Outraged, Jewel refuses, insisting she will care for her daughter at home as part of the family. Beaudry tells Jewel that Brenda should receive regular injections to strengthen her bones. The injections are expensive, but the Hilburns manage to pay for them, even when times get tougher after Leston loses his job. The kids sell the vegetables the family grows, Raylene quits school and gets a job, and Jewel takes on sewing work. Meanwhile, Jewel concentrates her attention on caring for Brenda, who survives, but misses developmental milestones. Aged seven, Brenda walks downstairs by herself for the first time. Brenda' constant needs mean Jewel has less time and energy for her older children.

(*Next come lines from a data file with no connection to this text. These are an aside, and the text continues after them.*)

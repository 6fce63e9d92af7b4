//! Content-addressed artifact store.
//!
//! ```text
//! <root>/term_lists/<hash>.txt   newline-delimited vocabulary
//! <root>/matrices/<hash>.bin     term-document matrix (bincode)
//! <root>/matrices/<hash>.json    matrix manifest
//! <root>/models/<hash>.bin       ranking matrix (bincode)
//! <root>/models/<hash>.json      ranking manifest
//! ```

use crate::config::{MatrixOptions, RankingOptions};
use crate::error::{LsirError, Result};
use crate::index::DocMeta;
use crate::matrix::{BuildHash, TermDocumentMatrix, Vocabulary};
use crate::ranking::RankingMatrix;
use crate::search::Ranker;
use nalgebra::DMatrix;
use serde::de::DeserializeOwned;
use serde::{Deserialize, Serialize};
use std::fs::{self, create_dir_all, File};
use std::io::{BufReader, BufWriter, Write};
use std::path::{Path, PathBuf};
use time::format_description::well_known::Rfc3339;
use time::OffsetDateTime;

#[derive(Debug, Clone, Serialize, Deserialize)]
pub struct MatrixManifest {
    pub hash: BuildHash,
    pub corpus_id: String,
    pub modified: String,
    pub rows: usize,
    pub cols: usize,
    pub options: MatrixOptions,
    pub documents: Vec<DocMeta>,
    pub created_at: String,
    pub version: u32,
}

#[derive(Debug, Clone, Serialize, Deserialize)]
pub struct RankingManifest {
    pub hash: BuildHash,
    pub source: BuildHash,
    pub rows: usize,
    pub cols: usize,
    pub options: RankingOptions,
    pub created_at: String,
    pub version: u32,
}

const VERSION: u32 = 1;

pub struct ArtifactPaths {
    pub root: PathBuf,
}

impl ArtifactPaths {
    pub fn new<P: AsRef<Path>>(root: P) -> Self {
        Self { root: root.as_ref().to_path_buf() }
    }
    fn term_lists(&self) -> PathBuf { self.root.join("term_lists") }
    fn matrices(&self) -> PathBuf { self.root.join("matrices") }
    fn models(&self) -> PathBuf { self.root.join("models") }
    pub fn term_list(&self, hash: &BuildHash) -> PathBuf { self.term_lists().join(format!("{hash}.txt")) }
    pub fn matrix(&self, hash: &BuildHash) -> PathBuf { self.matrices().join(format!("{hash}.bin")) }
    fn matrix_manifest(&self, hash: &BuildHash) -> PathBuf { self.matrices().join(format!("{hash}.json")) }
    pub fn ranking(&self, hash: &BuildHash) -> PathBuf { self.models().join(format!("{hash}.bin")) }
    fn ranking_manifest(&self, hash: &BuildHash) -> PathBuf { self.models().join(format!("{hash}.json")) }
}

fn now_rfc3339() -> String {
    OffsetDateTime::now_utc().format(&Rfc3339).unwrap_or_default()
}

/// Creation stamps compare as instants; unparsable stamps sort oldest.
fn created(stamp: &str) -> Option<OffsetDateTime> {
    OffsetDateTime::parse(stamp, &Rfc3339).ok()
}

fn save_dense(path: &Path, matrix: &DMatrix<f64>) -> Result<()> {
    let mut f = BufWriter::new(File::create(path)?);
    bincode::serialize_into(&mut f, matrix)?;
    f.flush()?;
    Ok(())
}

fn load_dense(path: &Path, expected: (usize, usize)) -> Result<DMatrix<f64>> {
    let f = File::open(path).map_err(|e| not_found(path, e))?;
    let matrix: DMatrix<f64> = bincode::deserialize_from(BufReader::new(f))?;
    if matrix.shape() != expected {
        return Err(LsirError::ShapeMismatch { expected, found: matrix.shape() });
    }
    Ok(matrix)
}

fn save_json<T: Serialize>(path: &Path, value: &T) -> Result<()> {
    let json = serde_json::to_string_pretty(value)?;
    fs::write(path, json)?;
    Ok(())
}

fn load_json<T: DeserializeOwned>(path: &Path) -> Result<T> {
    let f = File::open(path).map_err(|e| not_found(path, e))?;
    Ok(serde_json::from_reader(BufReader::new(f))?)
}

fn not_found(path: &Path, err: std::io::Error) -> LsirError {
    if err.kind() == std::io::ErrorKind::NotFound {
        LsirError::ArtifactNotFound(path.display().to_string())
    } else {
        LsirError::Io(err)
    }
}

pub fn save_term_list(paths: &ArtifactPaths, hash: &BuildHash, vocabulary: &Vocabulary) -> Result<()> {
    create_dir_all(paths.term_lists())?;
    fs::write(paths.term_list(hash), vocabulary.terms().join("\n"))?;
    Ok(())
}

pub fn load_term_list(paths: &ArtifactPaths, hash: &BuildHash) -> Result<Vocabulary> {
    let path = paths.term_list(hash);
    let text = fs::read_to_string(&path).map_err(|e| not_found(&path, e))?;
    let terms = if text.is_empty() { Vec::new() } else { text.split('\n').map(str::to_string).collect() };
    Ok(Vocabulary::from_terms(terms))
}

/// Writes the matrix, its term list and its manifest under the matrix hash.
pub fn save_matrix(paths: &ArtifactPaths, td_matrix: &TermDocumentMatrix) -> Result<MatrixManifest> {
    create_dir_all(paths.matrices())?;
    let (rows, cols) = td_matrix.shape();
    save_term_list(paths, &td_matrix.hash, &td_matrix.vocabulary)?;
    save_dense(&paths.matrix(&td_matrix.hash), &td_matrix.matrix)?;
    let manifest = MatrixManifest {
        hash: td_matrix.hash.clone(),
        corpus_id: td_matrix.corpus_id.clone(),
        modified: td_matrix.modified.clone(),
        rows,
        cols,
        options: td_matrix.options.clone(),
        documents: td_matrix.documents.clone(),
        created_at: now_rfc3339(),
        version: VERSION,
    };
    save_json(&paths.matrix_manifest(&td_matrix.hash), &manifest)?;
    tracing::info!(hash = %td_matrix.hash, rows, cols, root = %paths.root.display(), "stored term document matrix");
    Ok(manifest)
}

pub fn load_matrix_manifest(paths: &ArtifactPaths, hash: &BuildHash) -> Result<MatrixManifest> {
    load_json(&paths.matrix_manifest(hash))
}

pub fn load_matrix(paths: &ArtifactPaths, hash: &BuildHash) -> Result<TermDocumentMatrix> {
    let manifest = load_matrix_manifest(paths, hash)?;
    let vocabulary = load_term_list(paths, hash)?;
    if vocabulary.len() != manifest.cols {
        return Err(LsirError::ShapeMismatch {
            expected: (manifest.rows, manifest.cols),
            found: (manifest.rows, vocabulary.len()),
        });
    }
    let matrix = load_dense(&paths.matrix(hash), (manifest.rows, manifest.cols))?;
    Ok(TermDocumentMatrix {
        corpus_id: manifest.corpus_id,
        modified: manifest.modified,
        vocabulary,
        matrix,
        options: manifest.options,
        hash: manifest.hash,
        documents: manifest.documents,
    })
}

pub fn save_ranking(paths: &ArtifactPaths, ranking: &RankingMatrix) -> Result<RankingManifest> {
    create_dir_all(paths.models())?;
    let (rows, cols) = ranking.matrix.shape();
    save_dense(&paths.ranking(&ranking.hash), &ranking.matrix)?;
    let manifest = RankingManifest {
        hash: ranking.hash.clone(),
        source: ranking.source.clone(),
        rows,
        cols,
        options: ranking.options.clone(),
        created_at: now_rfc3339(),
        version: VERSION,
    };
    save_json(&paths.ranking_manifest(&ranking.hash), &manifest)?;
    tracing::info!(hash = %ranking.hash, source = %ranking.source, root = %paths.root.display(), "stored ranking matrix");
    Ok(manifest)
}

pub fn load_ranking_manifest(paths: &ArtifactPaths, hash: &BuildHash) -> Result<RankingManifest> {
    load_json(&paths.ranking_manifest(hash))
}

pub fn load_ranking(paths: &ArtifactPaths, hash: &BuildHash) -> Result<RankingMatrix> {
    let manifest = load_ranking_manifest(paths, hash)?;
    let matrix = load_dense(&paths.ranking(hash), (manifest.rows, manifest.cols))?;
    Ok(RankingMatrix { matrix, options: manifest.options, hash: manifest.hash, source: manifest.source })
}

/// Loads a ranking and its source matrix's vocabulary and documents into a [`Ranker`].
pub fn load_ranker(paths: &ArtifactPaths, hash: &BuildHash) -> Result<Ranker> {
    let ranking = load_ranking(paths, hash)?;
    let source = load_matrix_manifest(paths, &ranking.source)?;
    let vocabulary = load_term_list(paths, &ranking.source)?;
    Ranker::new(ranking.hash, ranking.matrix, vocabulary, source.documents, &source.options.normalizer)
}

fn manifests<T: DeserializeOwned>(dir: &Path) -> Result<Vec<T>> {
    if !dir.exists() {
        return Ok(Vec::new());
    }
    let mut found = Vec::new();
    for entry in fs::read_dir(dir)? {
        let path = entry?.path();
        if path.extension().and_then(|s| s.to_str()) == Some("json") {
            found.push(load_json(&path)?);
        }
    }
    Ok(found)
}

/// All stored matrices, newest first.
pub fn list_matrices(paths: &ArtifactPaths) -> Result<Vec<MatrixManifest>> {
    let mut all: Vec<MatrixManifest> = manifests(&paths.matrices())?;
    all.sort_by(|a, b| created(&b.created_at).cmp(&created(&a.created_at)).then_with(|| a.hash.cmp(&b.hash)));
    Ok(all)
}

/// All stored rankings, newest first.
pub fn list_rankings(paths: &ArtifactPaths) -> Result<Vec<RankingManifest>> {
    let mut all: Vec<RankingManifest> = manifests(&paths.models())?;
    all.sort_by(|a, b| created(&b.created_at).cmp(&created(&a.created_at)).then_with(|| a.hash.cmp(&b.hash)));
    Ok(all)
}

fn resolve<'a, I>(hashes: I, target: Option<&str>, kind: &str) -> Result<BuildHash>
where
    I: IntoIterator<Item = &'a BuildHash>,
{
    let mut hashes = hashes.into_iter();
    match target {
        None => hashes.next().cloned().ok_or_else(|| LsirError::ArtifactNotFound(format!("no {kind} stored yet"))),
        Some(prefix) => {
            let matches: Vec<&BuildHash> = hashes.filter(|h| h.as_str().starts_with(prefix)).collect();
            match matches.as_slice() {
                [one] => Ok((*one).clone()),
                [] => Err(LsirError::ArtifactNotFound(format!("no {kind} matching {prefix}"))),
                _ => Err(LsirError::ArtifactNotFound(format!("{prefix} matches {} {kind}s", matches.len()))),
            }
        }
    }
}

/// The matrix whose hash starts with `target`, or the newest one.
pub fn resolve_matrix(paths: &ArtifactPaths, target: Option<&str>) -> Result<BuildHash> {
    let all = list_matrices(paths)?;
    resolve(all.iter().map(|m| &m.hash), target, "matrix")
}

/// The ranking whose hash starts with `target`, or the newest one.
pub fn resolve_ranking(paths: &ArtifactPaths, target: Option<&str>) -> Result<BuildHash> {
    let all = list_rankings(paths)?;
    resolve(all.iter().map(|m| &m.hash), target, "ranking")
}
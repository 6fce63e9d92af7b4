use serde::{Deserialize, Serialize};

/// Row index of a document in a matrix; rows follow corpus insertion order.
pub type DocId = u32;

/// Text fields a matrix can be built from.
#[derive(Debug, Clone, Copy, PartialEq, Eq, Hash, Serialize, Deserialize)]
#[serde(rename_all = "lowercase")]
pub enum Field {
    Title,
    Description,
    Keywords,
}

impl Field {
    pub fn name(self) -> &'static str {
        match self {
            Field::Title => "title",
            Field::Description => "description",
            Field::Keywords => "keywords",
        }
    }
}

impl std::str::FromStr for Field {
    type Err = String;

    fn from_str(s: &str) -> Result<Self, Self::Err> {
        match s.trim().to_lowercase().as_str() {
            "title" => Ok(Field::Title),
            "description" | "abstract" => Ok(Field::Description),
            "keywords" => Ok(Field::Keywords),
            other => Err(format!("unknown field: {other}")),
        }
    }
}

#[derive(Debug, Clone, Default, Serialize, Deserialize)]
pub struct Document {
    pub external_id: String,
    /// Language tag as delivered by the record source; blank means "use the default".
    #[serde(default)]
    pub language: String,
    #[serde(default)]
    pub title: String,
    #[serde(default)]
    pub description: String,
    #[serde(default)]
    pub keywords: Vec<String>,
}

impl Document {
    pub fn field(&self, field: Field) -> String {
        match field {
            Field::Title => self.title.clone(),
            Field::Description => self.description.clone(),
            Field::Keywords => self.keywords.join(" "),
        }
    }

    /// Concatenation of `fields`, separated by single spaces.
    pub fn text(&self, fields: &[Field]) -> String {
        fields
            .iter()
            .map(|f| self.field(*f))
            .filter(|s| !s.is_empty())
            .collect::<Vec<_>>()
            .join(" ")
    }

    pub fn meta(&self) -> DocMeta {
        DocMeta { external_id: self.external_id.clone(), title: self.title.clone() }
    }
}

/// What a query result points back to.
#[derive(Debug, Clone, PartialEq, Eq, Serialize, Deserialize)]
pub struct DocMeta {
    pub external_id: String,
    pub title: String,
}

/// A snapshot of a document collection.
///
/// `id` and `modified` identify the snapshot; together with the matrix shape
/// they determine the build hash.
#[derive(Debug, Clone, Default, Serialize, Deserialize)]
pub struct Corpus {
    pub id: String,
    pub modified: String,
    pub documents: Vec<Document>,
}

impl Corpus {
    pub fn new(id: impl Into<String>, modified: impl Into<String>) -> Self {
        Self { id: id.into(), modified: modified.into(), documents: Vec::new() }
    }

    pub fn with_documents(mut self, documents: Vec<Document>) -> Self {
        self.documents = documents;
        self
    }

    pub fn len(&self) -> usize {
        self.documents.len()
    }

    pub fn is_empty(&self) -> bool {
        self.documents.is_empty()
    }
}
//! Turning raw input records into corpus documents.

use anyhow::{Context, Result};
use lsir_core::{Document, LsirError};
use serde_json::Value;
use std::collections::BTreeMap;
use std::fs::File;
use std::io::{BufRead, BufReader};
use std::path::Path;

/// Field name to values, as found in one raw record.
pub type FieldMap = BTreeMap<String, Vec<String>>;

pub trait RecordParser {
    /// Parses one raw record; `None` when the record carries nothing usable.
    fn parse(&self, raw: &str) -> Option<FieldMap>;
}

/// One JSON object per line. String values become single entries, arrays of
/// strings keep every entry, everything else is ignored.
#[derive(Debug, Default)]
pub struct JsonRecordParser;

impl RecordParser for JsonRecordParser {
    fn parse(&self, raw: &str) -> Option<FieldMap> {
        let raw = raw.trim();
        if raw.is_empty() {
            return None;
        }
        let object = match serde_json::from_str::<Value>(raw) {
            Ok(Value::Object(object)) => object,
            Ok(_) => return None,
            Err(e) => {
                tracing::warn!(error = %e, "skipping unparsable record");
                return None;
            }
        };
        let mut fields = FieldMap::new();
        for (key, value) in object {
            let values: Vec<String> = match value {
                Value::String(s) => vec![s],
                Value::Number(n) => vec![n.to_string()],
                Value::Array(items) => items
                    .into_iter()
                    .filter_map(|item| match item {
                        Value::String(s) => Some(s),
                        _ => None,
                    })
                    .collect(),
                _ => continue,
            };
            fields.insert(key.to_lowercase(), values);
        }
        Some(fields)
    }
}

pub fn parser_for(format: &str) -> Result<Box<dyn RecordParser>, LsirError> {
    match format.to_lowercase().as_str() {
        "jsonl" | "json-lines" | "ndjson" => Ok(Box::new(JsonRecordParser)),
        other => Err(LsirError::UnsupportedFormat(other.to_string())),
    }
}

fn first(fields: &FieldMap, keys: &[&str]) -> String {
    keys.iter()
        .filter_map(|k| fields.get(*k))
        .flat_map(|values| values.iter())
        .map(|v| v.trim())
        .find(|v| !v.is_empty())
        .unwrap_or_default()
        .to_string()
}

/// Builds a document from a field map; `None` when title, description and
/// keywords are all empty.
pub fn to_document(fields: &FieldMap) -> Option<Document> {
    let keywords: Vec<String> = fields
        .get("keywords")
        .into_iter()
        .flatten()
        .map(|k| k.trim().to_string())
        .filter(|k| !k.is_empty())
        .collect();
    let document = Document {
        external_id: first(fields, &["id", "external_id"]),
        language: first(fields, &["language", "lang"]),
        title: first(fields, &["title"]),
        description: first(fields, &["description", "abstract"]),
        keywords,
    };
    if document.title.is_empty() && document.description.is_empty() && document.keywords.is_empty() {
        return None;
    }
    Some(document)
}

/// Reads every record of `path`, in order.
pub fn read_documents(path: &Path, parser: &dyn RecordParser) -> Result<Vec<Document>> {
    let f = File::open(path).with_context(|| format!("opening {}", path.display()))?;
    let mut documents = Vec::new();
    let mut skipped = 0usize;
    for line in BufReader::new(f).lines() {
        let line = line?;
        if line.trim().is_empty() {
            continue;
        }
        match parser.parse(&line).as_ref().and_then(to_document) {
            Some(doc) => documents.push(doc),
            None => skipped += 1,
        }
    }
    tracing::info!(path = %path.display(), documents = documents.len(), skipped, "read records");
    Ok(documents)
}

#[cfg(test)]
mod tests {
    use super::*;
    use std::io::Write;

    #[test]
    fn parses_strings_and_arrays() {
        let fields = JsonRecordParser
            .parse(r#"{"id": "r1", "Title": "Redes", "keywords": ["a", 3, "b"], "year": 2001, "extra": null}"#)
            .unwrap();
        assert_eq!(fields["title"], vec!["Redes"]);
        assert_eq!(fields["keywords"], vec!["a", "b"]);
        assert_eq!(fields["year"], vec!["2001"]);
        assert!(!fields.contains_key("extra"));
    }

    #[test]
    fn garbage_is_not_a_record() {
        assert!(JsonRecordParser.parse("not json").is_none());
        assert!(JsonRecordParser.parse("[1, 2]").is_none());
        assert!(JsonRecordParser.parse("   ").is_none());
    }

    #[test]
    fn empty_records_are_skipped() {
        let fields = JsonRecordParser.parse(r#"{"id": "r1", "title": " ", "keywords": []}"#).unwrap();
        assert!(to_document(&fields).is_none());
    }

    #[test]
    fn abstract_is_an_alias_for_description() {
        let fields = JsonRecordParser.parse(r#"{"id": "r2", "abstract": "sobre grafos", "lang": "es"}"#).unwrap();
        let doc = to_document(&fields).unwrap();
        assert_eq!(doc.external_id, "r2");
        assert_eq!(doc.description, "sobre grafos");
        assert_eq!(doc.language, "es");
        assert!(doc.title.is_empty());
    }

    #[test]
    fn only_json_lines_are_supported() {
        assert!(parser_for("jsonl").is_ok());
        assert!(parser_for("JSONL").is_ok());
        assert!(matches!(parser_for("marc21"), Err(LsirError::UnsupportedFormat(_))));
    }

    #[test]
    fn reads_a_file_in_order() {
        let mut f = tempfile::NamedTempFile::new().unwrap();
        writeln!(f, r#"{{"id": "a", "title": "first"}}"#).unwrap();
        writeln!(f).unwrap();
        writeln!(f, r#"{{"id": "b"}}"#).unwrap();
        writeln!(f, r#"{{"id": "c", "title": "third"}}"#).unwrap();
        let docs = read_documents(f.path(), &JsonRecordParser).unwrap();
        let ids: Vec<&str> = docs.iter().map(|d| d.external_id.as_str()).collect();
        assert_eq!(ids, vec!["a", "c"]);
    }
}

Jewel reads of a "miracle school" in Los Angeles, California, that is reputed to help those in need like Brenda, and proposes that the family moves there to find work while Brenda attends the school. While Leston considers, Burton decides to go to California immediately to look for work. Brenda, meanwhile, has a couple of near brushes with death.

Jewel has secretly applied to the special-ed school, and Brenda has been accepted. To raise money, Jewel secretly starts selling items from her home. Eventually, Leston notices and confronts her. After an argument, he agrees to move to California, on condition that they return to Mississippi someday.

Except Raylene, who gets married and stays in Mississippi, the Hilburns relocate to Los Angeles to reunite with Burton, now working at a garage. Leston finds work, and Brenda is enrolled in the school, run by director Nathan White. For the first time, Brenda meets other people like herself, and Jewel is not solely responsible for her.

In 1961, the school has not raised Brenda's attainment, but Leston has a better job, and Jewel works at the school as a paraprofessional. White suggests to Jewel that she must let go of Brenda, as her efforts are holding her daughter back. Keeping her promise to Leston, they return to Mississippi to search for a new house, but Leston realizes that his home is now in Los Angeles, and Mississippi is his past. They return to California and resume their lives. Gradually, Jewel accepts White's argument that Brenda must be allowed to live her own life. White recommends a group home for adults with developmental disabilities, where Brenda will learn to live independently from Jewel's over-protective care.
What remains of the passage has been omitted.